- Born: May 31, 1881
- Died: December 1974 (aged 93)
- Other name: Curly
- Occupations: Editor, author
- Spouse: Leola Hall ​ ​(m. 1912; died 1930)​ Elsie Shirpser ​(died 1973)​
- Relatives: Passmore Williamson (great uncle)
- Writing career
- Language: English
- Period: 1906–1959
- Subjects: Children's literature, educational, ornithology, humor

= Herbert L. Coggins =

American writer

Herbert Leonard Coggins (1881–1974) was an American editor and author of humorous pieces for magazines like The Atlantic Monthly as well as a handful of children's books. He also lectured on ornithology and ran for a various California political offices on the Socialist ticket. His first wife was East Bay architect Leola Hall.

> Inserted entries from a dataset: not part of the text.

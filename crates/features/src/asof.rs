//! Backward asof join of exchange observations onto a reference series.
//!
//! For each exchange observation the matching reference observation is the
//! latest one at or before it. Reference samples sharing a timestamp resolve
//! to the last one in sorted order. No forward matching, no interpolation.

use chrono::NaiveDateTime;
use p2p_core::config::{AsofConfig, ExchangeBasis};
use p2p_core::{round_dp, ExchangeObservation, ReferenceObservation, ResidualPoint};

/// Decimal places of emitted residuals.
pub const RESIDUAL_DECIMALS: i32 = 2;

/// Counts from one residual computation.
#[derive(Debug, Clone, Copy, Default, PartialEq, Eq)]
pub struct ResidualStats {
    /// Exchange observations considered.
    pub exchange_rows: usize,
    /// Residuals emitted.
    pub emitted: usize,
    /// Exchange observations preceding every reference observation.
    pub unmatched: usize,
    /// Matched observations whose difference is not a number.
    pub undefined: usize,
}

/// Index of the latest `right` key at or before each `left` key.
///
/// Both slices must be sorted ascending. Runs in a single pass.
pub fn asof_backward<K: Ord>(left: &[K], right: &[K]) -> Vec<Option<usize>> {
    let mut matches = Vec::with_capacity(left.len());
    let mut cursor = 0;
    let mut current = None;

    for key in left {
        while cursor < right.len() && right[cursor] <= *key {
            current = Some(cursor);
            cursor += 1;
        }
        matches.push(current);
    }

    matches
}

/// Computes exchange-minus-reference residuals.
#[derive(Debug, Clone, Default)]
pub struct AsofResidualCalculator {
    basis: ExchangeBasis,
}

impl AsofResidualCalculator {
    /// Create a new calculator.
    pub fn new(config: &AsofConfig) -> Self {
        Self {
            basis: config.exchange_basis,
        }
    }

    /// Wall-clock instant of an exchange observation used for matching.
    pub fn join_key(&self, obs: &ExchangeObservation) -> NaiveDateTime {
        match self.basis {
            ExchangeBasis::Local => obs.timestamp.naive_local(),
            ExchangeBasis::Utc => obs.timestamp.naive_utc(),
        }
    }

    /// Join both series and compute residuals, ordered by join key.
    ///
    /// Inputs need not be sorted; both are stable-sorted here.
    pub fn compute(
        &self,
        reference: &[ReferenceObservation],
        exchange: &[ExchangeObservation],
    ) -> (Vec<ResidualPoint>, ResidualStats) {
        let mut reference: Vec<&ReferenceObservation> = reference.iter().collect();
        reference.sort_by_key(|obs| obs.timestamp);

        let mut exchange: Vec<(NaiveDateTime, &ExchangeObservation)> =
            exchange.iter().map(|obs| (self.join_key(obs), obs)).collect();
        exchange.sort_by_key(|(key, _)| *key);

        let left: Vec<NaiveDateTime> = exchange.iter().map(|(key, _)| *key).collect();
        let right: Vec<NaiveDateTime> = reference.iter().map(|obs| obs.timestamp).collect();
        let matches = asof_backward(&left, &right);

        let mut stats = ResidualStats {
            exchange_rows: exchange.len(),
            ..ResidualStats::default()
        };
        let mut residuals = Vec::with_capacity(exchange.len());

        for ((_, obs), matched) in exchange.iter().zip(matches) {
            let Some(idx) = matched else {
                stats.unmatched += 1;
                continue;
            };
            let value = round_dp(obs.value - reference[idx].value, RESIDUAL_DECIMALS);
            if !value.is_finite() {
                stats.undefined += 1;
                continue;
            }
            residuals.push(ResidualPoint {
                timestamp: obs.timestamp,
                value,
            });
        }

        stats.emitted = residuals.len();
        (residuals, stats)
    }
}

#[cfg(test)]
mod tests {
    use super::*;
    use approx::assert_abs_diff_eq;
    use chrono::{DateTime, FixedOffset};

    fn naive(s: &str) -> NaiveDateTime {
        NaiveDateTime::parse_from_str(s, "%Y-%m-%d %H:%M").unwrap()
    }

    fn aware(s: &str) -> DateTime<FixedOffset> {
        DateTime::parse_from_rfc3339(s).unwrap()
    }

    fn reference(points: &[(&str, f64)]) -> Vec<ReferenceObservation> {
        points
            .iter()
            .map(|&(ts, value)| ReferenceObservation {
                timestamp: naive(ts),
                value,
            })
            .collect()
    }

    fn exchange(points: &[(&str, f64)]) -> Vec<ExchangeObservation> {
        points
            .iter()
            .map(|&(ts, value)| ExchangeObservation {
                timestamp: aware(ts),
                value,
            })
            .collect()
    }

    #[test]
    fn test_asof_backward_indices() {
        let left = [1, 3, 5, 7];
        let right = [2, 3, 3, 6];
        assert_eq!(
            asof_backward(&left, &right),
            vec![None, Some(2), Some(2), Some(3)]
        );
        assert_eq!(asof_backward::<i32>(&[1, 2], &[]), vec![None, None]);
    }

    #[test]
    fn test_residual_after_reference() {
        let (residuals, stats) = AsofResidualCalculator::default().compute(
            &reference(&[("2024-05-01 09:00", 6.90)]),
            &exchange(&[
                ("2024-05-01T08:00:00Z", 6.80),
                ("2024-05-01T09:05:00Z", 6.95),
            ]),
        );

        assert_eq!(residuals.len(), 1);
        assert_eq!(residuals[0].timestamp, aware("2024-05-01T09:05:00Z"));
        assert_abs_diff_eq!(residuals[0].value, 0.05, epsilon = 1e-12);
        assert_eq!(stats.unmatched, 1);
        assert_eq!(stats.emitted, 1);
    }

    #[test]
    fn test_exact_timestamp_matches() {
        let (residuals, _) = AsofResidualCalculator::default().compute(
            &reference(&[("2024-05-01 09:00", 6.90)]),
            &exchange(&[("2024-05-01T09:00:00Z", 7.00)]),
        );
        assert_abs_diff_eq!(residuals[0].value, 0.10, epsilon = 1e-12);
    }

    #[test]
    fn test_unsorted_inputs_are_sorted() {
        let (residuals, _) = AsofResidualCalculator::default().compute(
            &reference(&[("2024-05-02 09:00", 7.00), ("2024-05-01 09:00", 6.90)]),
            &exchange(&[
                ("2024-05-02T12:00:00Z", 7.10),
                ("2024-05-01T12:00:00Z", 7.10),
            ]),
        );

        assert_eq!(residuals.len(), 2);
        assert_abs_diff_eq!(residuals[0].value, 0.20, epsilon = 1e-12);
        assert_abs_diff_eq!(residuals[1].value, 0.10, epsilon = 1e-12);
    }

    #[test]
    fn test_tied_reference_uses_last_in_order() {
        let (residuals, _) = AsofResidualCalculator::default().compute(
            &reference(&[("2024-05-01 09:00", 6.90), ("2024-05-01 09:00", 6.86)]),
            &exchange(&[("2024-05-01T10:00:00Z", 7.00)]),
        );
        assert_abs_diff_eq!(residuals[0].value, 0.14, epsilon = 1e-12);
    }

    #[test]
    fn test_local_basis_drops_offset() {
        let reference = reference(&[("2024-05-01 09:00", 6.90)]);
        // 08:30 local is 12:30 UTC
        let exchange = exchange(&[("2024-05-01T08:30:00-04:00", 6.95)]);

        let (local, _) = AsofResidualCalculator::default().compute(&reference, &exchange);
        assert!(local.is_empty());

        let utc = AsofResidualCalculator::new(&AsofConfig {
            exchange_basis: ExchangeBasis::Utc,
        });
        let (converted, _) = utc.compute(&reference, &exchange);
        assert_eq!(converted.len(), 1);
        assert_eq!(converted[0].timestamp.offset().local_minus_utc(), -4 * 3600);
    }

    #[test]
    fn test_nan_values_yield_no_row() {
        let (residuals, stats) = AsofResidualCalculator::default().compute(
            &reference(&[("2024-05-01 09:00", f64::NAN)]),
            &exchange(&[("2024-05-01T09:05:00Z", 6.95)]),
        );
        assert!(residuals.is_empty());
        assert_eq!(stats.undefined, 1);
    }

    #[test]
    fn test_residual_rounding() {
        let (residuals, _) = AsofResidualCalculator::default().compute(
            &reference(&[("2024-05-01 09:00", 6.96)]),
            &exchange(&[("2024-05-01T09:05:00Z", 7.123456)]),
        );
        assert_eq!(residuals[0].value, 0.16);
    }
}
//! Data ingestion for the p2p-series system.
//!
//! This crate handles:
//! - Fetching remote or local sources
//! - Reading the order-book listing dataset (parquet via DuckDB)
//! - Parsing reference and exchange rate CSVs
//! - Collapsing listings into a sparse per-advertiser snapshot book

pub mod fetch;
pub mod listings;
pub mod rates;
pub mod snapshot;

pub use fetch::Fetcher;
pub use listings::{ListingSource, ListingTable};
pub use rates::RateSource;
pub use snapshot::SnapshotBook;
//! CSV output, one file per table.

use crate::records::OutputTable;
use p2p_core::Result;
use std::fs;
use std::path::PathBuf;
use tracing::info;

/// Writes output tables as `<dir>/<name>.csv`.
pub struct CsvWriter {
    dir: PathBuf,
}

impl CsvWriter {
    /// Create a new writer.
    pub fn new(dir: impl Into<PathBuf>) -> Self {
        Self { dir: dir.into() }
    }

    /// Path a table is written to.
    pub fn path_for(&self, table: &str) -> PathBuf {
        self.dir.join(format!("{table}.csv"))
    }

    /// Write a table, replacing any existing file.
    pub fn write(&self, table: &OutputTable) -> Result<PathBuf> {
        fs::create_dir_all(&self.dir)?;
        let path = self.path_for(&table.name);

        let mut writer = csv::Writer::from_path(&path).map_err(std::io::Error::from)?;
        writer.write_record(table.header).map_err(std::io::Error::from)?;
        for row in &table.rows {
            writer.write_record(row).map_err(std::io::Error::from)?;
        }
        writer.flush()?;

        info!(table = %table.name, rows = table.len(), path = %path.display(), "csv written");
        Ok(path)
    }
}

==Early life and education==
Herbert Leonard "Curly" Coggins was born May 31, 1881, to Paschal H. and Caroline (Leonard) Coggins and grew up in Massachusetts and Pennsylvania. His father was a lawyer who also wrote novels and stories for magazines like The Saturday Evening Post and The Atlantic Monthly, and his mother was active in the women's suffrage movement. He had a brother, Curtis W., and three sisters, Alice, Anna, and Edith I. His grandfather Paschal Coggins had been an editor of the Sacramento Union newspaper and a member of the state legislature. His great-uncle was the abolitionist businessman Passmore Williamson.

In his high school years, Coggins met the ornithologist Witmer Stone, then curator of the Philadelphia Academy of Natural Sciences (ANS), which sparked a lifelong interest in ornithology. He joined the Audubon Society at the age of sixteen and gained much of his ornithological expertise on field trips with members of the society and other bird-watching clubs. As soon as he was old enough to do so, he joined the ANS, and he served as secretary of the Delaware Valley Ornithological Club. He would later join the American Ornithologists' Union, and serve as president of the Cooper Ornithological Club on the West Coast.

In 1900, Coggins served as an assistant teacher in an ornithology course in Woods Hole, Massachusetts.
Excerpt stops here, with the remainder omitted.